Source material =
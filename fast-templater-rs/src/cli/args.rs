//! CLI argument definitions using clap.

use clap::{Args, Parser, Subcommand, ValueEnum};
use std::path::PathBuf;

#[derive(Parser, Debug)]
#[command(name = "fast-templater")]
#[command(author, version, about = "Insert templates into Obsidian-style vaults with preset-driven frontmatter", long_about = None)]
pub struct Cli {
    /// Path to the vault (overrides config default)
    #[arg(long, global = true)]
    pub vault: Option<PathBuf>,

    /// Path to the settings file (defaults to the plugin's data.json in the vault)
    #[arg(long, global = true)]
    pub settings: Option<PathBuf>,

    /// Output as JSON (default)
    #[arg(long, global = true, conflicts_with_all = ["yaml", "toml"])]
    pub json: bool,

    /// Output as YAML
    #[arg(long, global = true, conflicts_with_all = ["json", "toml"])]
    pub yaml: bool,

    /// Output as TOML
    #[arg(long, global = true, conflicts_with_all = ["json", "yaml"])]
    pub toml: bool,

    /// Suppress non-essential output
    #[arg(short, long, global = true)]
    pub quiet: bool,

    /// Increase log verbosity (can be repeated)
    #[arg(short, long, global = true, action = clap::ArgAction::Count)]
    pub verbose: u8,

    /// Skip macro expansion even if an expander is configured
    #[arg(long, global = true)]
    pub no_templater: bool,

    #[command(subcommand)]
    pub command: Commands,
}

impl Cli {
    pub fn output_format(&self) -> OutputFormat {
        if self.yaml {
            OutputFormat::Yaml
        } else if self.toml {
            OutputFormat::Toml
        } else {
            OutputFormat::Json
        }
    }

    /// Default log directive for the verbosity flags.
    pub fn log_level(&self) -> &'static str {
        if self.quiet {
            return "error";
        }
        match self.verbose {
            0 => "warn",
            1 => "info",
            2 => "debug",
            _ => "trace",
        }
    }
}

#[derive(Debug, Clone, Copy, PartialEq, Eq, Default, ValueEnum)]
pub enum OutputFormat {
    #[default]
    Json,
    Yaml,
    Toml,
}

#[derive(Subcommand, Debug)]
pub enum Commands {
    /// Manage frontmatter presets
    #[command(subcommand)]
    Presets(PresetCommands),

    /// Browse templates
    #[command(subcommand)]
    Templates(TemplateCommands),

    /// Split a note into frontmatter and body
    Parse(ParseArgs),

    /// Insert a template into a note
    Insert(InsertArgs),

    /// Inspect plugin settings
    #[command(subcommand)]
    Settings(SettingsCommands),
}

// === Presets ===

#[derive(Subcommand, Debug)]
pub enum PresetCommands {
    /// List presets
    List,

    /// Show one preset
    Show(PresetIdArgs),

    /// Create a preset
    Create(CreatePresetArgs),

    /// Rename a preset (the id is kept)
    Rename(RenamePresetArgs),

    /// Set or clear a preset's description
    Describe(DescribePresetArgs),

    /// Replace a preset's fields
    #[command(name = "set-fields")]
    SetFields(SetFieldsArgs),

    /// Copy a preset under a new id
    Duplicate(PresetIdArgs),

    /// Delete a preset
    Delete(PresetIdArgs),

    /// Export presets as JSON
    Export(ExportPresetsArgs),

    /// Import presets from JSON
    Import(ImportPresetsArgs),

    /// Preview the id a new preset with this name would get
    #[command(name = "suggest-id")]
    SuggestId(SuggestIdArgs),
}

#[derive(Args, Debug)]
pub struct PresetIdArgs {
    /// Preset id
    pub id: String,
}

/// Field definitions, shared by `create` and `set-fields`.
#[derive(Args, Debug, Default)]
pub struct FieldDefArgs {
    /// Field as KEY:TYPE[:LABEL[:OPTIONS[:DEFAULT]]], options separated by '|'.
    /// TYPE is text, select, date, multi-select, or timestamp (a date filled by
    /// the macro expander). Can be repeated.
    #[arg(long = "field", value_name = "FIELD")]
    pub fields: Vec<String>,

    /// JSON file with an array of field objects (as stored in settings)
    #[arg(long, conflicts_with = "fields")]
    pub fields_file: Option<PathBuf>,
}

#[derive(Args, Debug)]
pub struct CreatePresetArgs {
    /// Display name
    pub name: String,

    /// Explicit id (generated from the name if omitted)
    #[arg(long)]
    pub id: Option<String>,

    /// Description
    #[arg(long)]
    pub description: Option<String>,

    #[command(flatten)]
    pub fields: FieldDefArgs,
}

#[derive(Args, Debug)]
pub struct RenamePresetArgs {
    /// Preset id
    pub id: String,

    /// New display name
    pub name: String,
}

#[derive(Args, Debug)]
pub struct DescribePresetArgs {
    /// Preset id
    pub id: String,

    /// New description (omit to clear)
    pub description: Option<String>,
}

#[derive(Args, Debug)]
pub struct SetFieldsArgs {
    /// Preset id
    pub id: String,

    #[command(flatten)]
    pub fields: FieldDefArgs,
}

#[derive(Args, Debug)]
pub struct ExportPresetsArgs {
    /// Write the export to a file instead of stdout
    #[arg(short, long)]
    pub output: Option<PathBuf>,
}

#[derive(Args, Debug)]
pub struct ImportPresetsArgs {
    /// JSON file to import ('-' reads stdin)
    pub file: PathBuf,

    /// Replace all existing presets instead of merging
    #[arg(long)]
    pub replace: bool,
}

#[derive(Args, Debug)]
pub struct SuggestIdArgs {
    /// Preset name
    pub name: String,
}

// === Templates ===

#[derive(Subcommand, Debug)]
pub enum TemplateCommands {
    /// List templates in the template folder
    List,

    /// Search templates by name or path
    Search(SearchTemplatesArgs),

    /// Rank presets for a template
    Match(MatchTemplateArgs),
}

#[derive(Args, Debug)]
pub struct SearchTemplatesArgs {
    /// Search query (empty lists all, recently used first)
    #[arg(default_value = "")]
    pub query: String,
}

#[derive(Args, Debug)]
pub struct MatchTemplateArgs {
    /// Template path or name
    pub template: String,

    /// Include presets below the "worth considering" threshold
    #[arg(long)]
    pub all: bool,
}

// === Parse ===

#[derive(Args, Debug)]
pub struct ParseArgs {
    /// Note path (relative to the vault)
    pub path: String,
}

// === Insert ===

#[derive(Args, Debug)]
pub struct InsertArgs {
    /// Template path or name
    pub template: String,

    /// Note to insert into (relative to the vault)
    #[arg(long)]
    pub into: String,

    /// Preset to merge with (defaults to the one the template binds)
    #[arg(long)]
    pub preset: Option<String>,

    /// Field value as KEY=VALUE (repeat a key for multiple values)
    #[arg(long = "set", value_name = "KEY=VALUE")]
    pub values: Vec<String>,

    /// Insert at the start of this 1-based line (default: end of note)
    #[arg(long)]
    pub line: Option<usize>,

    /// Print the resulting note without writing it
    #[arg(long)]
    pub dry_run: bool,
}

// === Settings ===

#[derive(Subcommand, Debug)]
pub enum SettingsCommands {
    /// Show the effective settings
    Show,

    /// Show where settings are stored
    Path,
}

What the task asks =
Every line of the material should come back unchanged.

The completed task =
filename fast-templater-rs/src/cli/args.rs
//! CLI argument definitions using clap.

use clap::{Args, Parser, Subcommand, ValueEnum};
use std::path::PathBuf;

#[derive(Parser, Debug)]
#[command(name = "fast-templater")]
#[command(author, version, about = "Insert templates into Obsidian-style vaults with preset-driven frontmatter", long_about = None)]
pub struct Cli {
    /// Path to the vault (overrides config default)
    #[arg(long, global = true)]
    pub vault: Option<PathBuf>,

    /// Path to the settings file (defaults to the plugin's data.json in the vault)
    #[arg(long, global = true)]
    pub settings: Option<PathBuf>,

    /// Output as JSON (default)
    #[arg(long, global = true, conflicts_with_all = ["yaml", "toml"])]
    pub json: bool,

    /// Output as YAML
    #[arg(long, global = true, conflicts_with_all = ["json", "toml"])]
    pub yaml: bool,

    /// Output as TOML
    #[arg(long, global = true, conflicts_with_all = ["json", "yaml"])]
    pub toml: bool,

    /// Suppress non-essential output
    #[arg(short, long, global = true)]
    pub quiet: bool,

    /// Increase log verbosity (can be repeated)
    #[arg(short, long, global = true, action = clap::ArgAction::Count)]
    pub verbose: u8,

    /// Skip macro expansion even if an expander is configured
    #[arg(long, global = true)]
    pub no_templater: bool,

    #[command(subcommand)]
    pub command: Commands,
}

impl Cli {
    pub fn output_format(&self) -> OutputFormat {
        if self.yaml {
            OutputFormat::Yaml
        } else if self.toml {
            OutputFormat::Toml
        } else {
            OutputFormat::Json
        }
    }

    /// Default log directive for the verbosity flags.
    pub fn log_level(&self) -> &'static str {
        if self.quiet {
            return "error";
        }
        match self.verbose {
            0 => "warn",
            1 => "info",
            2 => "debug",
            _ => "trace",
        }
    }
}

#[derive(Debug, Clone, Copy, PartialEq, Eq, Default, ValueEnum)]
pub enum OutputFormat {
    #[default]
    Json,
    Yaml,
    Toml,
}

#[derive(Subcommand, Debug)]
pub enum Commands {
    /// Manage frontmatter presets
    #[command(subcommand)]
    Presets(PresetCommands),

    /// Browse templates
    #[command(subcommand)]
    Templates(TemplateCommands),

    /// Split a note into frontmatter and body
    Parse(ParseArgs),

    /// Insert a template into a note
    Insert(InsertArgs),

    /// Inspect plugin settings
    #[command(subcommand)]
    Settings(SettingsCommands),
}

// === Presets ===

#[derive(Subcommand, Debug)]
pub enum PresetCommands {
    /// List presets
    List,

    /// Show one preset
    Show(PresetIdArgs),

    /// Create a preset
    Create(CreatePresetArgs),

    /// Rename a preset (the id is kept)
    Rename(RenamePresetArgs),

    /// Set or clear a preset's description
    Describe(DescribePresetArgs),

    /// Replace a preset's fields
    #[command(name = "set-fields")]
    SetFields(SetFieldsArgs),

    /// Copy a preset under a new id
    Duplicate(PresetIdArgs),

    /// Delete a preset
    Delete(PresetIdArgs),

    /// Export presets as JSON
    Export(ExportPresetsArgs),

    /// Import presets from JSON
    Import(ImportPresetsArgs),

    /// Preview the id a new preset with this name would get
    #[command(name = "suggest-id")]
    SuggestId(SuggestIdArgs),
}

#[derive(Args, Debug)]
pub struct PresetIdArgs {
    /// Preset id
    pub id: String,
}

/// Field definitions, shared by `create` and `set-fields`.
#[derive(Args, Debug, Default)]
pub struct FieldDefArgs {
    /// Field as KEY:TYPE[:LABEL[:OPTIONS[:DEFAULT]]], options separated by '|'.
    /// TYPE is text, select, date, multi-select, or timestamp (a date filled by
    /// the macro expander). Can be repeated.
    #[arg(long = "field", value_name = "FIELD")]
    pub fields: Vec<String>,

    /// JSON file with an array of field objects (as stored in settings)
    #[arg(long, conflicts_with = "fields")]
    pub fields_file: Option<PathBuf>,
}

#[derive(Args, Debug)]
pub struct CreatePresetArgs {
    /// Display name
    pub name: String,

    /// Explicit id (generated from the name if omitted)
    #[arg(long)]
    pub id: Option<String>,

    /// Description
    #[arg(long)]
    pub description: Option<String>,

    #[command(flatten)]
    pub fields: FieldDefArgs,
}

#[derive(Args, Debug)]
pub struct RenamePresetArgs {
    /// Preset id
    pub id: String,

    /// New display name
    pub name: String,
}

#[derive(Args, Debug)]
pub struct DescribePresetArgs {
    /// Preset id
    pub id: String,

    /// New description (omit to clear)
    pub description: Option<String>,
}

#[derive(Args, Debug)]
pub struct SetFieldsArgs {
    /// Preset id
    pub id: String,

    #[command(flatten)]
    pub fields: FieldDefArgs,
}

#[derive(Args, Debug)]
pub struct ExportPresetsArgs {
    /// Write the export to a file instead of stdout
    #[arg(short, long)]
    pub output: Option<PathBuf>,
}

#[derive(Args, Debug)]
pub struct ImportPresetsArgs {
    /// JSON file to import ('-' reads stdin)
    pub file: PathBuf,

    /// Replace all existing presets instead of merging
    #[arg(long)]
    pub replace: bool,
}

#[derive(Args, Debug)]
pub struct SuggestIdArgs {
    /// Preset name
    pub name: String,
}

// === Templates ===

#[derive(Subcommand, Debug)]
pub enum TemplateCommands {
    /// List templates in the template folder
    List,

    /// Search templates by name or path
    Search(SearchTemplatesArgs),

    /// Rank presets for a template
    Match(MatchTemplateArgs),
}

#[derive(Args, Debug)]
pub struct SearchTemplatesArgs {
    /// Search query (empty lists all, recently used first)
    #[arg(default_value = "")]
    pub query: String,
}

#[derive(Args, Debug)]
pub struct MatchTemplateArgs {
    /// Template path or name
    pub template: String,

    /// Include presets below the "worth considering" threshold
    #[arg(long)]
    pub all: bool,
}

// === Parse ===

#[derive(Args, Debug)]
pub struct ParseArgs {
    /// Note path (relative to the vault)
    pub path: String,
}

// === Insert ===

#[derive(Args, Debug)]
pub struct InsertArgs {
    /// Template path or name
    pub template: String,

    /// Note to insert into (relative to the vault)
    #[arg(long)]
    pub into: String,

    /// Preset to merge with (defaults to the one the template binds)
    #[arg(long)]
    pub preset: Option<String>,

    /// Field value as KEY=VALUE (repeat a key for multiple values)
    #[arg(long = "set", value_name = "KEY=VALUE")]
    pub values: Vec<String>,

    /// Insert at the start of this 1-based line (default: end of note)
    #[arg(long)]
    pub line: Option<usize>,

    /// Print the resulting note without writing it
    #[arg(long)]
    pub dry_run: bool,
}

// === Settings ===

#[derive(Subcommand, Debug)]
pub enum SettingsCommands {
    /// Show the effective settings
    Show,

    /// Show where settings are stored
    Path,
}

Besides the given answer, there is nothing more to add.